(Collected data)
//! Processor is the part of judge that deals with a single submission: it
//! runs the submission on every test case of its problem, combines the
//! results into a verdict, stores it and updates user statistics.

mod aggregate;
mod dispatch;
mod engine;
pub mod fake;
mod notify;
mod statistics;

pub use aggregate::{aggregate, JudgeSummary};
pub use dispatch::{DispatchSettings, Dispatcher};
pub use engine::ExecutionEngine;
pub use notify::Notifier;
pub use statistics::{StatisticsChange, StatisticsUpdater, DEFAULT_PROBLEM_SCORE};

use judge_apis::{judge_log::TestCaseResult, live::LiveJudgeStatus};
use judge_store::{
    model::{Problem, Submission},
    MemoryStore, ObjectStorage, ProblemRepository, StatisticsRepository, StoreError,
    SubmissionRepository, UserRepository,
};
use std::sync::Arc;
use tracing::Instrument;
use uuid::Uuid;

/// Contains the execution engine and all storage collaborators
#[derive(Clone)]
pub struct Clients {
    pub engine: Arc<dyn ExecutionEngine>,
    pub users: Arc<dyn UserRepository>,
    pub problems: Arc<dyn ProblemRepository>,
    pub submissions: Arc<dyn SubmissionRepository>,
    pub statistics: Arc<dyn StatisticsRepository>,
    pub storage: Arc<dyn ObjectStorage>,
}

impl Clients {
    /// Uses `store` for every repository.
    pub fn with_store(
        engine: Arc<dyn ExecutionEngine>,
        store: Arc<MemoryStore>,
        storage: Arc<dyn ObjectStorage>,
    ) -> Clients {
        Clients {
            engine,
            users: store.clone(),
            problems: store.clone(),
            submissions: store.clone(),
            statistics: store,
            storage,
        }
    }
}

/// Settings are global rather than come from a request.
#[derive(Clone, Debug, Default)]
pub struct Settings {
    pub dispatch: DispatchSettings,
}

#[derive(Debug, thiserror::Error)]
pub enum SubmitError {
    #[error("user {0} not found")]
    UserNotFound(u64),
    #[error("problem {0} not found")]
    ProblemNotFound(u64),
    #[error(transparent)]
    Store(#[from] StoreError),
}

/// Judged submission together with the per-test-case details.
#[derive(Debug, Clone)]
pub struct SubmissionOutcome {
    pub submission: Submission,
    pub summary: JudgeSummary,
}

/// Drives submissions from creation to their final verdict.
#[derive(Clone)]
pub struct Orchestrator {
    clients: Clients,
    dispatcher: Arc<Dispatcher>,
    statistics: Arc<StatisticsUpdater>,
    notifier: Notifier,
}

impl Orchestrator {
    pub fn new(clients: Clients, settings: Settings) -> Orchestrator {
        let dispatcher = Dispatcher::new(
            clients.engine.clone(),
            clients.storage.clone(),
            settings.dispatch,
        );
        let statistics =
            StatisticsUpdater::new(clients.submissions.clone(), clients.statistics.clone());
        Orchestrator {
            clients,
            dispatcher: Arc::new(dispatcher),
            statistics: Arc::new(statistics),
            notifier: Notifier::new(),
        }
    }

    pub fn notifier(&self) -> &Notifier {
        &self.notifier
    }

    pub async fn engine_available(&self) -> bool {
        self.clients.engine.available().await
    }

    /// Creates a submission and judges it. Returns once the final verdict has
    /// been stored.
    #[tracing::instrument(skip(self, source_code))]
    pub async fn submit(
        &self,
        user_id: u64,
        problem_id: u64,
        language: &str,
        source_code: &str,
    ) -> Result<SubmissionOutcome, SubmitError> {
        let (submission, problem) = self
            .create(user_id, problem_id, language, source_code)
            .await?;
        self.judge_submission(submission, problem).await
    }

    /// Creates a submission and judges it in a background task. Returns the
    /// record in its `JUDGING` state.
    #[tracing::instrument(skip(self, source_code))]
    pub async fn submit_in_background(
        &self,
        user_id: u64,
        problem_id: u64,
        language: &str,
        source_code: &str,
    ) -> Result<Submission, SubmitError> {
        let (submission, problem) = self
            .create(user_id, problem_id, language, source_code)
            .await?;
        let placeholder = submission.clone();
        let this = self.clone();
        tokio::task::spawn(
            async move {
                if let Err(err) = this.judge_submission(submission, problem).await {
                    tracing::error!(error = %err, "background judging failed");
                }
            }
            .in_current_span(),
        );
        Ok(placeholder)
    }

    async fn create(
        &self,
        user_id: u64,
        problem_id: u64,
        language: &str,
        source_code: &str,
    ) -> Result<(Submission, Problem), SubmitError> {
        if self.clients.users.find_user(user_id).await?.is_none() {
            return Err(SubmitError::UserNotFound(user_id));
        }
        let problem = self
            .clients
            .problems
            .find_problem(problem_id)
            .await?
            .ok_or(SubmitError::ProblemNotFound(problem_id))?;
        let submission = Submission::judging(user_id, problem_id, language, source_code);
        self.clients.submissions.insert(submission.clone()).await?;
        tracing::info!(submission_id = %submission.id, "submission created");
        Ok((submission, problem))
    }

    #[tracing::instrument(skip(self, submission, problem), fields(submission_id = %submission.id))]
    async fn judge_submission(
        &self,
        submission: Submission,
        problem: Problem,
    ) -> Result<SubmissionOutcome, SubmitError> {
        let id = submission.id;
        self.notifier.publish(LiveJudgeStatus::judging(id)).await;

        let summary = match self.clients.problems.test_cases(problem.id).await {
            Ok(test_cases) if test_cases.is_empty() => {
                tracing::warn!(problem_id = problem.id, "problem has no test cases");
                JudgeSummary::no_test_cases()
            }
            Ok(test_cases) => {
                let results = self
                    .dispatcher
                    .execute_all(&submission.source_code, &submission.language, &test_cases)
                    .await;
                aggregate(&test_cases, results)
            }
            Err(err) => {
                tracing::error!(error = %err, "failed to load test cases");
                JudgeSummary::failed()
            }
        };

        let stored = match self
            .clients
            .submissions
            .complete(id, summary.completion())
            .await
        {
            Ok(s) => s,
            Err(err) => {
                tracing::error!(error = %err, "failed to store verdict");
                self.publish_stored(id).await;
                return Err(err.into());
            }
        };
        self.notifier.publish(stored.live_status()).await;
        tracing::info!(
            verdict = %stored.verdict,
            passed = summary.passed,
            total = summary.total,
            "submission judged"
        );

        // The stored verdict stands whatever happens to statistics.
        match self
            .statistics
            .on_verdict(stored.user_id, &problem, stored.verdict)
            .await
        {
            Ok(change) => tracing::debug!(?change, "statistics updated"),
            Err(err) => tracing::warn!(error = %err, "failed to update user statistics"),
        }

        Ok(SubmissionOutcome {
            submission: stored,
            summary,
        })
    }

    /// Tells subscribers the verdict that is actually stored. Subscribers are
    /// dropped if there is none.
    async fn publish_stored(&self, id: Uuid) {
        match self.clients.submissions.find(id).await {
            Ok(Some(current)) if current.verdict.is_final() => {
                self.notifier.publish(current.live_status()).await
            }
            _ => self.notifier.close(id).await,
        }
    }

    /// Runs the source on the sample test cases of a problem without storing
    /// anything. Results are in declaration order.
    #[tracing::instrument(skip(self, source_code))]
    pub async fn run_sample_only(
        &self,
        problem_id: u64,
        source_code: &str,
        language: &str,
    ) -> Result<Vec<TestCaseResult>, SubmitError> {
        if self.clients.problems.find_problem(problem_id).await?.is_none() {
            return Err(SubmitError::ProblemNotFound(problem_id));
        }
        let samples: Vec<_> = self
            .clients
            .problems
            .test_cases(problem_id)
            .await?
            .into_iter()
            .filter(|tc| tc.is_sample)
            .collect();
        if samples.is_empty() {
            return Ok(Vec::new());
        }
        let results = self
            .dispatcher
            .execute_all(source_code, language, &samples)
            .await;
        Ok(aggregate(&samples, results).results)
    }

    pub async fn get_submission(&self, id: Uuid) -> Result<Option<Submission>, StoreError> {
        self.clients.submissions.find(id).await
    }

    pub async fn submissions_by_user(&self, user_id: u64) -> Result<Vec<Submission>, StoreError> {
        self.clients.submissions.by_user(user_id).await
    }

    pub async fn submissions_by_problem(
        &self,
        problem_id: u64,
    ) -> Result<Vec<Submission>, StoreError> {
        self.clients.submissions.by_problem(problem_id).await
    }

    /// Newest first.
    pub async fn recent_submissions(
        &self,
        page: usize,
        size: usize,
    ) -> Result<Vec<Submission>, StoreError> {
        self.clients.submissions.recent(page, size).await
    }
}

◆ Exercise directions
How many lines in the entries hold the word "problems"? Only the number is wanted.

◆ Task answer
6